## AIM OF THE TASK
A line belongs in the answer if it contains "threshold"; copy every such line from the entries below.

## THE DATA
[Start of Attachment]

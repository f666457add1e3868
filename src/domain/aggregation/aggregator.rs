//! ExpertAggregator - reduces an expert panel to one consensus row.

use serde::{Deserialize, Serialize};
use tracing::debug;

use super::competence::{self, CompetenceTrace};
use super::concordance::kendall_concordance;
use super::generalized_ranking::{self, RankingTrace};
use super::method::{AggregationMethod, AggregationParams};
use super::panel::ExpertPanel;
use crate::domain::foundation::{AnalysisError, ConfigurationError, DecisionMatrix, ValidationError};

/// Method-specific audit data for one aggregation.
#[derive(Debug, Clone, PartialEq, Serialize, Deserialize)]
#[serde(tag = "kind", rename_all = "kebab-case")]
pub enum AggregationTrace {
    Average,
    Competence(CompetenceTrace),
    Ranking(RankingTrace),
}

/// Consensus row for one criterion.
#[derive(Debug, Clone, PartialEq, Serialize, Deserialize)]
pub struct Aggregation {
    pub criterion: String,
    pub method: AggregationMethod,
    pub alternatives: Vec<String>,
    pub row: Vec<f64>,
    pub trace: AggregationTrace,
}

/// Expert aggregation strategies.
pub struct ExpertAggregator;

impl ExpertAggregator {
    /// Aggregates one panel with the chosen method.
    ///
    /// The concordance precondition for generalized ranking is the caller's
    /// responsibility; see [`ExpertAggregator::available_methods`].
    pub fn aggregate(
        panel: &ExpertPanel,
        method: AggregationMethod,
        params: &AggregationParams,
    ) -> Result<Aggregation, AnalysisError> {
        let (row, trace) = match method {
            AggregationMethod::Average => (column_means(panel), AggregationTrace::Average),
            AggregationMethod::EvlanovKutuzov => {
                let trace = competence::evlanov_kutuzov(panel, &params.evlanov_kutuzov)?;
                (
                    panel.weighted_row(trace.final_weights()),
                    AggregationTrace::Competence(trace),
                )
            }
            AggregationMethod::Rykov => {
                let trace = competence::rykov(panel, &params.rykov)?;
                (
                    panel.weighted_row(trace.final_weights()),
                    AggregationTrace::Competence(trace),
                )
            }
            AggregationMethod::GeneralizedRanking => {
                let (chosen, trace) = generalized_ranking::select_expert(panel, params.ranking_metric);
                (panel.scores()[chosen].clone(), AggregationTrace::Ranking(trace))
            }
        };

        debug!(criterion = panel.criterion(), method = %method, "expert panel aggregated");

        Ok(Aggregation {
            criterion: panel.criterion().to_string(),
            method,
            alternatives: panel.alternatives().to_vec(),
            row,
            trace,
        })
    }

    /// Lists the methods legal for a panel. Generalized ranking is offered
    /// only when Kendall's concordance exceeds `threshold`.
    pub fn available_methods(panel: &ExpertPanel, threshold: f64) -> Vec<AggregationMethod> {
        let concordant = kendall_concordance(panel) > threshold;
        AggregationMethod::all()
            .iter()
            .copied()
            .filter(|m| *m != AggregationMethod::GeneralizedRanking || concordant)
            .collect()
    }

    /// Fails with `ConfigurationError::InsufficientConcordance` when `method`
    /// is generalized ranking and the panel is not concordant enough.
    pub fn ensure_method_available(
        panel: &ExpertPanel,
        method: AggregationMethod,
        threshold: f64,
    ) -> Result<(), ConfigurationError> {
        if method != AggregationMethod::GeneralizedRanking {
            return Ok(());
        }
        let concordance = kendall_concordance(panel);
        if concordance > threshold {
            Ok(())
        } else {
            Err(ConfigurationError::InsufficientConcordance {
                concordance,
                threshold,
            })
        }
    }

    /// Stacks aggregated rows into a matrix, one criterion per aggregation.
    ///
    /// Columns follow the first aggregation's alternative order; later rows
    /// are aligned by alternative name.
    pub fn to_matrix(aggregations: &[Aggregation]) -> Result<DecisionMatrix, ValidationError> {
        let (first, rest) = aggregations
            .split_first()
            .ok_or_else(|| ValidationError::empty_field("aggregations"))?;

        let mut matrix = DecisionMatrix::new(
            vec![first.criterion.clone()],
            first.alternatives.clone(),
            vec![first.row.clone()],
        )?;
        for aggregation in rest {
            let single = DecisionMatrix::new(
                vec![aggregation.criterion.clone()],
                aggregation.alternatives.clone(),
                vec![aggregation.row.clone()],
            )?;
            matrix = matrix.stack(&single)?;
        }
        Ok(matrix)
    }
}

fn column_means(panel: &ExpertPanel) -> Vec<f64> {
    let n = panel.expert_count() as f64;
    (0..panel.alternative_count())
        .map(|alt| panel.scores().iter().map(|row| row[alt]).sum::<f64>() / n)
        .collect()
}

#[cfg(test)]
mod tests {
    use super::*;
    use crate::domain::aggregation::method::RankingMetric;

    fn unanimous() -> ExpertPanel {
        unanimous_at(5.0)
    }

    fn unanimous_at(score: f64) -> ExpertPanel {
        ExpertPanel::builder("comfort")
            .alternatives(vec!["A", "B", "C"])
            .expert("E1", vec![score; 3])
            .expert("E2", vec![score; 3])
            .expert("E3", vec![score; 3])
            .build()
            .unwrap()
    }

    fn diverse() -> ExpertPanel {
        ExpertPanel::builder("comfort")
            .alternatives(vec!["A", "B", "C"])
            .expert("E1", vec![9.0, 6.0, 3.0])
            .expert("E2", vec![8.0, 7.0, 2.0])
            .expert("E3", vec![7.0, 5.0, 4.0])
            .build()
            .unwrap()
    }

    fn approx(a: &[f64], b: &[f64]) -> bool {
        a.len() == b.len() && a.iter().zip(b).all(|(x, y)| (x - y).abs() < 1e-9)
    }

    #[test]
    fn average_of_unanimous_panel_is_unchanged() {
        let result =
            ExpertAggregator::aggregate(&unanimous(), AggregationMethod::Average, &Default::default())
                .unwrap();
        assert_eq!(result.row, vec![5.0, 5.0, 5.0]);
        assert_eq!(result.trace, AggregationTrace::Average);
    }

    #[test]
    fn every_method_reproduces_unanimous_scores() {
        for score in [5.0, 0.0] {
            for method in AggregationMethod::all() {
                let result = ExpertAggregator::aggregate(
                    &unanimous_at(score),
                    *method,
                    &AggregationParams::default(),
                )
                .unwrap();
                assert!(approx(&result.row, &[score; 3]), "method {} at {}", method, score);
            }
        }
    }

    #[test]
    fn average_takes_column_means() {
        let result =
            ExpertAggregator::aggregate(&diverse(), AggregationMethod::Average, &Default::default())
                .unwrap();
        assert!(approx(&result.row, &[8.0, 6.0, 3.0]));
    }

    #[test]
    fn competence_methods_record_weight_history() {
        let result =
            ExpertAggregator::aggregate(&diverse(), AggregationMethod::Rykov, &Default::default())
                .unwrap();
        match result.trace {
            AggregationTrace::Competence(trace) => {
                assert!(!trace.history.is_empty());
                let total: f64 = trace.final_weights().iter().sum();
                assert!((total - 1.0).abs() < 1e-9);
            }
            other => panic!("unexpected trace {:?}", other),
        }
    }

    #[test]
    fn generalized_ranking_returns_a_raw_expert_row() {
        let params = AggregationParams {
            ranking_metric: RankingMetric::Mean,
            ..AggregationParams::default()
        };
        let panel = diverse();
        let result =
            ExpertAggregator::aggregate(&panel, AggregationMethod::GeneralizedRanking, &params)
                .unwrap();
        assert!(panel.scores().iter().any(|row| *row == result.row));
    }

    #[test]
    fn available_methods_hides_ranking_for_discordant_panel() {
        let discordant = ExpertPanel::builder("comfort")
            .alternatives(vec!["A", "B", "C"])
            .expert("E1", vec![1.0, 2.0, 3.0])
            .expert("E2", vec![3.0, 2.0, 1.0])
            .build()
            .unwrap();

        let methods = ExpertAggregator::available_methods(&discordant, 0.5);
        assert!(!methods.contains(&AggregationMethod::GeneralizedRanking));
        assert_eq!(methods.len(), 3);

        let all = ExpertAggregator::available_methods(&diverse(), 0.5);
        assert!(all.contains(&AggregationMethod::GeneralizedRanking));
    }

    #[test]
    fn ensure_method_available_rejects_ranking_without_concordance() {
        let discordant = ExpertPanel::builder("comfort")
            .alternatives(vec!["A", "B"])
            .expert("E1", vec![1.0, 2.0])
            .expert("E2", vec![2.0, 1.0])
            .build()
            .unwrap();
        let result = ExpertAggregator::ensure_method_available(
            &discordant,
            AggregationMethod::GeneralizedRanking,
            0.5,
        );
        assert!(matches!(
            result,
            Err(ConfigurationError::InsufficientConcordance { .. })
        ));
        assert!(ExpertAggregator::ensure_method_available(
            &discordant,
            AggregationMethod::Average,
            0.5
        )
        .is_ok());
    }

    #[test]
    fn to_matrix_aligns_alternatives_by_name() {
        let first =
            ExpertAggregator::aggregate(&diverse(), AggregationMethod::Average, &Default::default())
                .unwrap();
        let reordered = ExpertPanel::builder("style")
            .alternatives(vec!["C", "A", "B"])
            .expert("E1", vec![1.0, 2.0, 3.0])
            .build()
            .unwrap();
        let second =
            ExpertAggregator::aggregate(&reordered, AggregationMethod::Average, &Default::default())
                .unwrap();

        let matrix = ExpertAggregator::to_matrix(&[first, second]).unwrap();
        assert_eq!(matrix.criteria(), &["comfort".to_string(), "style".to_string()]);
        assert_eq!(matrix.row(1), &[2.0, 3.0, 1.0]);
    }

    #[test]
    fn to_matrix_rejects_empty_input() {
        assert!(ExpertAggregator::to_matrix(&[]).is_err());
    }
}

[End of Attachment]

## WRITTEN REPLY
    /// only when Kendall's concordance exceeds `threshold`.
    pub fn available_methods(panel: &ExpertPanel, threshold: f64) -> Vec<AggregationMethod> {
        let concordant = kendall_concordance(panel) > threshold;
        threshold: f64,
        if concordance > threshold {
                threshold,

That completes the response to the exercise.